Reverse tunne usage:

I have a firewalled workstation at work.

I have a host outside of work firewall.

I have a desktop at home.

At work I ssh through firewall to my host outside of firewall with "-R 8023:localhost:23" and leave connection when I go home.

At home I ssh from my home desktop to the host outside of firewall. Then I do "telnet localhost 8023" and instead of connecting to my host outside of firewall I get connected to my workstation behind firewall.

Now if my manager knew I can access files at work from home I would get in troubles since it isn't allowed by security policy of the company...

----------

## GentooBox

hmm... that makes me think.

do you need 3 computers to do that ?

cant you just make a reverse tunnel to your work computer, and then download files at work ?

----------

## Zoltan

I am using the intermediate host because my home desktop is turned off or is offline when I am at work (I am on dialup at home, holding the connection isn't possible all the time).

But my work workstation is always on as well as the host outside of firewall (it is actually a web server for some internal projects).
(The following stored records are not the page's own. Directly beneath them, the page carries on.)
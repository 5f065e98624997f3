//! Per-service circuit records.
//!
//! The store is an owned handle rather than a global table: every
//! [`crate::CircuitBreaker`] gets one, and tests build as many as they need.

use crate::circuit_breaker::{CircuitSnapshot, CircuitState};
use std::collections::HashMap;
use std::sync::{Arc, Mutex, MutexGuard, PoisonError};
use tracing::warn;

/// State-machine record for one service.
#[derive(Debug, Clone, PartialEq, Eq)]
pub struct CircuitRecord {
    /// Current state.
    pub status: CircuitState,
    /// Consecutive counted failures.
    pub failure_count: usize,
    /// Consecutive successes while half-open.
    pub success_count: usize,
    /// Clock millis of the last counted failure.
    pub last_failure_time: Option<u64>,
    /// Clock millis of the last state change.
    pub state_changed_at: u64,
    /// Trial calls currently in flight while half-open.
    pub half_open_requests: usize,
    /// Bumped on every state change.
    pub generation: u64,
}

impl CircuitRecord {
    /// A closed circuit created at `now`.
    pub fn new(now: u64) -> Self {
        Self {
            status: CircuitState::Closed,
            failure_count: 0,
            success_count: 0,
            last_failure_time: None,
            state_changed_at: now,
            half_open_requests: 0,
            generation: 0,
        }
    }

    /// Move to `status`, returning the previous state.
    ///
    /// Entering any state clears the success streak and the trial slots;
    /// entering `Closed` also clears the failure streak.
    pub(crate) fn enter(&mut self, status: CircuitState, now: u64) -> CircuitState {
        let previous = self.status;
        self.status = status;
        self.state_changed_at = now;
        self.success_count = 0;
        self.half_open_requests = 0;
        self.generation = self.generation.wrapping_add(1);
        if status == CircuitState::Closed {
            self.failure_count = 0;
        }
        previous
    }

    /// Read-only copy for callers.
    pub fn snapshot(&self) -> CircuitSnapshot {
        CircuitSnapshot {
            status: self.status,
            failure_count: self.failure_count,
            success_count: self.success_count,
            last_failure_time: self.last_failure_time,
            state_changed_at: self.state_changed_at,
            half_open_requests: self.half_open_requests,
        }
    }
}

/// Owned, cloneable handle to the circuit table.
///
/// Clones share the same table; every read and write goes through one mutex.
#[derive(Debug, Clone, Default)]
pub struct CircuitStore {
    inner: Arc<Mutex<HashMap<String, CircuitRecord>>>,
}

impl CircuitStore {
    /// Empty store.
    pub fn new() -> Self {
        Self::default()
    }

    /// Lock the table, recovering from poisoning. Records are plain data, so a
    /// panic elsewhere cannot leave one half-written.
    pub(crate) fn lock(&self) -> MutexGuard<'_, HashMap<String, CircuitRecord>> {
        self.inner.lock().unwrap_or_else(|poisoned: PoisonError<_>| {
            warn!(target: "geoguard::circuit_breaker", "circuit store lock was poisoned; recovering");
            poisoned.into_inner()
        })
    }

    /// Copy of one record.
    pub fn get(&self, service: &str) -> Option<CircuitRecord> {
        self.lock().get(service).cloned()
    }

    /// Insert or replace a record, overwriting any existing one.
    pub fn insert(&self, service: impl Into<String>, record: CircuitRecord) -> Option<CircuitRecord> {
        let service = service.into();
        let mut table = self.lock();
        if table.contains_key(&service) {
            warn!(target: "geoguard::circuit_breaker", service = %service, "circuit record replaced");
        }
        table.insert(service, record)
    }

    /// Remove a record.
    pub fn remove(&self, service: &str) -> Option<CircuitRecord> {
        self.lock().remove(service)
    }

    /// Remove every record, returning them.
    pub fn drain(&self) -> Vec<(String, CircuitRecord)> {
        self.lock().drain().collect()
    }

    /// Number of tracked services.
    pub fn len(&self) -> usize {
        self.lock().len()
    }

    /// True when no service is tracked.
    pub fn is_empty(&self) -> bool {
        self.lock().is_empty()
    }

    /// Snapshot of every record, sorted by service name.
    pub fn snapshot(&self) -> Vec<(String, CircuitSnapshot)> {
        let table = self.lock();
        let mut entries: Vec<(String, CircuitSnapshot)> =
            table.iter().map(|(k, v)| (k.clone(), v.snapshot())).collect();
        entries.sort_by(|a, b| a.0.cmp(&b.0));
        entries
    }
}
So I can maintain connection through the firewall between my workstation and the web server for an unlimited time (or else until a power outage happens at work place) and login to the web server from home when I need to access my company intranet.

----------

## GentooBox

nice..  :Smile: 

----------

## meowsqueak

You don't need three computers, but there's usually four involved. Lets give some names to them, to make this easier:

Your work PC (work) with a private LAN IP

Your work firewall (workfire) with a public IP

Your home firewall (homefire) with a public IP

Your home PC (home) with a private LAN IP

This is how I use it:

On homefire (which is OpenBSD) I am running NAT, specifically forwarding all connections on port 22 to an internal machine (home). So, from anywhere on the Internet, if I 'ssh homefire' then I actually end up on 'home'.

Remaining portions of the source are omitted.